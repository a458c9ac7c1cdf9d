mod actions;
pub mod client;
pub mod components;
pub mod phase;
pub mod reconcile;

#[cfg(feature = "metrics")]
mod metrics;

pub use reconcile::run;
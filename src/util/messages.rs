/// Message recorded on a Config whose name is not the one the operator
/// honors. The expected name is appended.
pub const INVALID_NAME: &str = "metadata.name must be ";

/// Version recorded on conditions that cannot be attributed to a release.
pub const UNKNOWN_VERSION: &str = "unknown";
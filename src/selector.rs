//! Seeded selection of candidate sites
//!
//! Planning is the only step that consumes a shared random stream, so it runs
//! once, sequentially, before any mutant is built.

use std::sync::Arc;

use rand::seq::SliceRandom;
use serde::Deserialize;

use crate::catalog::{MutationFamily, OperatorCatalog};
use crate::collector::collect;
use crate::error::{MutationError, Result};
use crate::random::planning_rng;

/// A (family, ordinal) pair eligible for mutation
#[derive(Debug, Clone, PartialEq, Eq)]
pub struct CandidateSite {
    /// 1-based rank among nodes of the family's kind
    pub ordinal: usize,
    pub family: Arc<MutationFamily>,
}

impl CandidateSite {
    pub fn description(&self) -> String {
        format!("{} #{}", self.family.name(), self.ordinal)
    }
}

/// Which families the plan draws from
#[derive(Debug, Clone, PartialEq, Eq)]
pub enum SelectionMode {
    /// Every site comes from the named family
    SingleFamily(String),
    /// Cycle over every catalog family that has candidates
    RoundRobin,
}

/// Mode names as written in configuration files
#[derive(Debug, Clone, Copy, PartialEq, Eq, Default, Deserialize)]
#[serde(rename_all = "kebab-case")]
pub enum ModeName {
    #[default]
    SingleFamily,
    RoundRobin,
}

/// Ordered list of sites, one per requested mutant
#[derive(Debug, Clone, PartialEq, Eq)]
pub struct SelectionPlan {
    seed: u64,
    sites: Vec<CandidateSite>,
}

impl SelectionPlan {
    /// Seed the plan was drawn from
    pub fn seed(&self) -> u64 {
        self.seed
    }

    pub fn sites(&self) -> &[CandidateSite] {
        &self.sites
    }

    pub fn len(&self) -> usize {
        self.sites.len()
    }

    pub fn is_empty(&self) -> bool {
        self.sites.is_empty()
    }
}

/// Build a selection plan of exactly `requested` sites.
///
/// Each active family's candidates are shuffled with the seeded stream, then
/// drawn cyclically, so asking for more mutants than there are distinct sites
/// revisits sites instead of failing.
pub fn plan(
    tree: &syn::File,
    catalog: &OperatorCatalog,
    requested: usize,
    seed: u64,
    mode: &SelectionMode,
) -> Result<SelectionPlan> {
    let families: Vec<Arc<MutationFamily>> = match mode {
        SelectionMode::SingleFamily(name) => vec![catalog.get(name)?],
        SelectionMode::RoundRobin => catalog.families().to_vec(),
    };

    let mut rng = planning_rng(seed);
    let mut pools = Vec::with_capacity(families.len());
    for family in &families {
        let mut candidates = collect(tree, family);
        candidates.shuffle(&mut rng);
        log::debug!(
            "family '{}': {} candidate(s), shuffled order {:?}",
            family.name(),
            candidates.len(),
            candidates
        );
        if !candidates.is_empty() {
            pools.push((Arc::clone(family), candidates));
        }
    }

    if requested == 0 {
        return Ok(SelectionPlan {
            seed,
            sites: Vec::new(),
        });
    }

    if pools.is_empty() {
        return Err(MutationError::NoCandidates {
            families: families.iter().map(|f| f.name().to_string()).collect(),
            requested,
        });
    }

    let sites = (0..requested)
        .map(|i| {
            let (family, candidates) = &pools[i % pools.len()];
            let round = i / pools.len();
            CandidateSite {
                ordinal: candidates[round % candidates.len()],
                family: Arc::clone(family),
            }
        })
        .collect();

    Ok(SelectionPlan { seed, sites })
}

#[cfg(test)]
mod tests {
    use super::*;
    use pretty_assertions::assert_eq;

    const SOURCE: &str = r#"
fn mix(a: i32, b: i32) -> i32 {
    let x = a + b + 1;
    let y = x * 2 + a;
    if x < y || a == b {
        x + y
    } else {
        y - x
    }
}
"#;

    fn tree() -> syn::File {
        syn::parse_file(SOURCE).unwrap()
    }

    fn ordinals(plan: &SelectionPlan) -> Vec<usize> {
        plan.sites().iter().map(|s| s.ordinal).collect()
    }

    fn single(name: &str) -> SelectionMode {
        SelectionMode::SingleFamily(name.to_string())
    }

    #[test]
    fn test_plan_is_deterministic() {
        let catalog = OperatorCatalog::standard().unwrap();
        let first = plan(&tree(), &catalog, 6, 42, &SelectionMode::RoundRobin).unwrap();
        let second = plan(&tree(), &catalog, 6, 42, &SelectionMode::RoundRobin).unwrap();
        assert_eq!(first, second);
        assert_eq!(first.seed(), 42);
    }

    #[test]
    fn test_plan_draws_only_candidates() {
        let catalog = OperatorCatalog::standard().unwrap();
        let add = catalog.get("add").unwrap();
        let expected = collect(&tree(), &add);

        let plan = plan(&tree(), &catalog, expected.len(), 9, &single("add")).unwrap();
        let mut drawn = ordinals(&plan);
        drawn.sort_unstable();
        assert_eq!(drawn, expected);
        assert!(plan.sites().iter().all(|s| s.family.name() == "add"));
    }

    #[test]
    fn test_plan_wraps_around() {
        let catalog = OperatorCatalog::standard().unwrap();
        let distinct = collect(&tree(), &catalog.get("add").unwrap()).len();
        let requested = distinct * 2 + 1;

        let plan = plan(&tree(), &catalog, requested, 5, &single("add")).unwrap();
        assert_eq!(plan.len(), requested);

        let drawn = ordinals(&plan);
        for (i, ordinal) in drawn.iter().enumerate() {
            assert_eq!(*ordinal, drawn[i % distinct]);
        }
    }

    #[test]
    fn test_round_robin_cycles_families() {
        let catalog = OperatorCatalog::standard().unwrap();
        let active: Vec<String> = catalog
            .families()
            .iter()
            .filter(|f| !collect(&tree(), f).is_empty())
            .map(|f| f.name().to_string())
            .collect();

        let plan = plan(&tree(), &catalog, active.len() * 2, 1, &SelectionMode::RoundRobin).unwrap();
        let names: Vec<&str> = plan.sites().iter().map(|s| s.family.name()).collect();
        for (i, name) in names.iter().enumerate() {
            assert_eq!(*name, active[i % active.len()]);
        }
        assert!(!names.contains(&"compound-assign"));
    }

    #[test]
    fn test_no_candidates() {
        let catalog = OperatorCatalog::standard().unwrap();
        let tree = syn::parse_file("fn f(a: i32) -> i32 { a + 1 }").unwrap();
        let result = plan(&tree, &catalog, 1, 3, &single("comparison"));
        assert!(matches!(
            result,
            Err(MutationError::NoCandidates { requested: 1, ref families }) if families == &["comparison"]
        ));
    }

    #[test]
    fn test_zero_requested_is_empty_plan() {
        let catalog = OperatorCatalog::standard().unwrap();
        let tree = syn::parse_file("fn f() {}").unwrap();
        let plan = plan(&tree, &catalog, 0, 3, &SelectionMode::RoundRobin).unwrap();
        assert!(plan.is_empty());
    }

    #[test]
    fn test_unknown_family() {
        let catalog = OperatorCatalog::standard().unwrap();
        let result = plan(&tree(), &catalog, 1, 3, &single("xor"));
        assert!(matches!(result, Err(MutationError::UnknownFamily { .. })));
    }
}
//! Single-site mutation application
//!
//! Every mutant starts from a private clone of the original tree. The clone is
//! walked in the same order the indexer uses; when the counter for the family's
//! node kind reaches the site's ordinal, only that node's operator is replaced.

use rand::seq::SliceRandom;
use rand::Rng;
use serde::Serialize;
use syn::visit_mut::VisitMut;

use crate::catalog::MutationFamily;
use crate::error::MutationError;
use crate::operators::{NodeKind, OpSpans, OperatorKind};
use crate::selector::CandidateSite;

/// The operator change made at the mutated site
#[derive(Debug, Clone, Copy, PartialEq, Eq, Serialize)]
pub struct AppliedMutation {
    pub original: OperatorKind,
    pub replacement: OperatorKind,
    /// Line of the operator (1-indexed)
    pub line: usize,
    /// Column of the operator (1-indexed)
    pub column: usize,
}

/// A full tree differing from its source at one operator at most
#[derive(Debug, Clone)]
pub struct Mutant {
    pub site: CandidateSite,
    pub tree: syn::File,
    /// `None` when the site could not be found and the tree was left unchanged
    pub mutation: Option<AppliedMutation>,
}

impl Mutant {
    pub fn is_mutated(&self) -> bool {
        self.mutation.is_some()
    }
}

/// Apply `site` to a fresh copy of `tree`, drawing the replacement from `rng`.
///
/// A site whose ordinal is out of range, or whose node the family does not
/// match, yields an unchanged copy and a warning: it means the plan was built
/// for a different tree.
pub fn apply<R: Rng + ?Sized>(tree: &syn::File, site: &CandidateSite, rng: &mut R) -> Mutant {
    let mut mutant = tree.clone();

    let mut applicator = MutationApplicator {
        family: &site.family,
        ordinal: site.ordinal,
        counter: 0,
        outcome: Outcome::Pending,
        rng,
    };
    applicator.visit_file_mut(&mut mutant);

    let mutation = match applicator.outcome {
        Outcome::Applied(mutation) => {
            log::debug!(
                "{}: '{}' -> '{}' at {}:{}",
                site.description(),
                mutation.original,
                mutation.replacement,
                mutation.line,
                mutation.column
            );
            Some(mutation)
        }
        Outcome::Mismatch(operator) => {
            log::warn!(
                "{}: node carries operator {:?} which family '{}' does not mutate; tree left unchanged",
                site.description(),
                operator.map(|op| op.symbol()),
                site.family.name()
            );
            None
        }
        Outcome::Pending => {
            let err = MutationError::OrdinalNotFound {
                family: site.family.name().to_string(),
                kind: site.family.kind(),
                ordinal: site.ordinal,
                occurrences: applicator.counter,
            };
            log::warn!("{}; tree left unchanged", err);
            None
        }
    };

    Mutant {
        site: site.clone(),
        tree: mutant,
        mutation,
    }
}

enum Outcome {
    Pending,
    Applied(AppliedMutation),
    Mismatch(Option<OperatorKind>),
}

struct MutationApplicator<'a, R: ?Sized> {
    family: &'a MutationFamily,
    ordinal: usize,
    counter: usize,
    outcome: Outcome,
    rng: &'a mut R,
}

impl<R: Rng + ?Sized> MutationApplicator<'_, R> {
    fn mutate(&mut self, node: &mut syn::ExprBinary) {
        let operator = OperatorKind::from_bin_op(&node.op);
        let original = match operator {
            Some(op) if self.family.matches(self.family.kind(), operator) => op,
            _ => {
                self.outcome = Outcome::Mismatch(operator);
                return;
            }
        };

        let Some(&replacement) = self.family.replacements(original).choose(&mut *self.rng) else {
            self.outcome = Outcome::Mismatch(operator);
            return;
        };

        let spans = OpSpans::of(&node.op);
        let (line, column) = spans.line_column();
        node.op = replacement.to_bin_op(spans);

        self.outcome = Outcome::Applied(AppliedMutation {
            original,
            replacement,
            line,
            column,
        });
    }
}

impl<R: Rng + ?Sized> VisitMut for MutationApplicator<'_, R> {
    fn visit_expr_binary_mut(&mut self, node: &mut syn::ExprBinary) {
        if !matches!(self.outcome, Outcome::Pending) {
            return; // Site already handled, nothing left to change
        }

        syn::visit_mut::visit_expr_binary_mut(self, node);
        if !matches!(self.outcome, Outcome::Pending) {
            return;
        }

        if NodeKind::of(&node.op) == Some(self.family.kind()) {
            self.counter += 1;
            if self.counter == self.ordinal {
                self.mutate(node);
            }
        }
    }
}
//! Configuration file parsing for mutant generation

use serde::Deserialize;
use std::path::{Path, PathBuf};

use crate::catalog::OperatorCatalog;
use crate::codegen::OutputNaming;
use crate::error::MutationError;
use crate::random::DEFAULT_SEED;
use crate::selector::{ModeName, SelectionMode};

/// Top-level configuration structure
#[derive(Debug, Deserialize)]
pub struct Config {
    pub version: String,
    #[serde(default)]
    pub settings: Settings,
    #[serde(default)]
    pub output: OutputSettings,
}

/// Selection settings
#[derive(Debug, Deserialize)]
pub struct Settings {
    /// Seed of the selection stream
    #[serde(default = "default_seed")]
    pub seed: u64,
    /// Number of mutants to generate
    #[serde(default = "default_count")]
    pub count: usize,
    #[serde(default)]
    pub mode: ModeName,
    /// Family used in single-family mode
    #[serde(default = "default_family")]
    pub family: String,
}

impl Default for Settings {
    fn default() -> Self {
        Self {
            seed: default_seed(),
            count: default_count(),
            mode: ModeName::default(),
            family: default_family(),
        }
    }
}

fn default_seed() -> u64 {
    DEFAULT_SEED
}

fn default_count() -> usize {
    1
}

fn default_family() -> String {
    "arithmetic".to_string()
}

/// Where and how mutants are written
#[derive(Debug, Deserialize)]
pub struct OutputSettings {
    #[serde(default = "default_dir")]
    pub dir: PathBuf,
    #[serde(default = "default_extension")]
    pub extension: String,
    /// Also write `manifest.json`
    #[serde(default)]
    pub manifest: bool,
}

impl Default for OutputSettings {
    fn default() -> Self {
        Self {
            dir: default_dir(),
            extension: default_extension(),
            manifest: false,
        }
    }
}

fn default_dir() -> PathBuf {
    PathBuf::from(".")
}

fn default_extension() -> String {
    "rs".to_string()
}

impl Default for Config {
    fn default() -> Self {
        Self {
            version: "1.0".to_string(),
            settings: Settings::default(),
            output: OutputSettings::default(),
        }
    }
}

impl Config {
    /// Load configuration from a YAML file
    pub fn load(path: &Path) -> Result<Self, MutationError> {
        let content = std::fs::read_to_string(path).map_err(|e| MutationError::ConfigError {
            message: format!("Failed to read config file '{}': {}", path.display(), e),
        })?;

        Self::from_yaml(&content).map_err(|e| MutationError::ConfigError {
            message: format!("Failed to parse config file '{}': {}", path.display(), e),
        })
    }

    pub fn from_yaml(content: &str) -> Result<Self, serde_yaml::Error> {
        serde_yaml::from_str(content)
    }

    /// Selection mode described by the settings
    pub fn selection_mode(&self) -> SelectionMode {
        match self.settings.mode {
            ModeName::SingleFamily => SelectionMode::SingleFamily(self.settings.family.clone()),
            ModeName::RoundRobin => SelectionMode::RoundRobin,
        }
    }

    pub fn output_naming(&self) -> OutputNaming {
        OutputNaming::new(&self.output.dir, &self.output.extension)
    }

    /// Validate the configuration against a catalog
    pub fn validate(&self, catalog: &OperatorCatalog) -> Result<(), Vec<MutationError>> {
        let mut errors = Vec::new();

        if self.settings.mode == ModeName::SingleFamily {
            if let Err(e) = catalog.get(&self.settings.family) {
                errors.push(e);
            }
        }

        if self.output.extension.trim_start_matches('.').is_empty() {
            errors.push(MutationError::ConfigError {
                message: "output extension must not be empty".to_string(),
            });
        }

        if errors.is_empty() {
            Ok(())
        } else {
            Err(errors)
        }
    }
}

#[cfg(test)]
mod tests {
    use super::*;
    use pretty_assertions::assert_eq;

    #[test]
    fn test_parse_config() {
        let yaml = r#"
version: "1.0"
settings:
  seed: 17
  count: 25
  mode: round-robin
output:
  dir: out/mutants
  extension: txt
  manifest: true
"#;

        let config = Config::from_yaml(yaml).unwrap();
        assert_eq!(config.version, "1.0");
        assert_eq!(config.settings.seed, 17);
        assert_eq!(config.settings.count, 25);
        assert_eq!(config.selection_mode(), SelectionMode::RoundRobin);
        assert_eq!(
            config.output_naming().path_for(3),
            PathBuf::from("out/mutants/3.txt")
        );
        assert!(config.output.manifest);
    }

    #[test]
    fn test_defaults() {
        let config = Config::from_yaml("version: \"1.0\"\n").unwrap();
        assert_eq!(config.settings.seed, DEFAULT_SEED);
        assert_eq!(config.settings.count, 1);
        assert_eq!(
            config.selection_mode(),
            SelectionMode::SingleFamily("arithmetic".to_string())
        );
        assert_eq!(config.output_naming(), OutputNaming::default());
        assert!(!config.output.manifest);
    }

    #[test]
    fn test_validate_unknown_family() {
        let yaml = r#"
version: "1.0"
settings:
  family: exponent
output:
  extension: ""
"#;
        let config = Config::from_yaml(yaml).unwrap();
        let catalog = OperatorCatalog::standard().unwrap();
        let errors = config.validate(&catalog).unwrap_err();
        assert_eq!(errors.len(), 2);
        assert!(matches!(errors[0], MutationError::UnknownFamily { .. }));
    }

    #[test]
    fn test_round_robin_ignores_family() {
        let yaml = r#"
version: "1.0"
settings:
  mode: round-robin
  family: exponent
"#;
        let config = Config::from_yaml(yaml).unwrap();
        let catalog = OperatorCatalog::standard().unwrap();
        assert!(config.validate(&catalog).is_ok());
    }

    #[test]
    fn test_rejects_unknown_mode() {
        let yaml = r#"
version: "1.0"
settings:
  mode: everything
"#;
        assert!(Config::from_yaml(yaml).is_err());
    }
}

────────────────────

Your reply must consist solely of the count of lines in the listing above that hold the string "unchanged".

**YOUR SOLUTION:**
4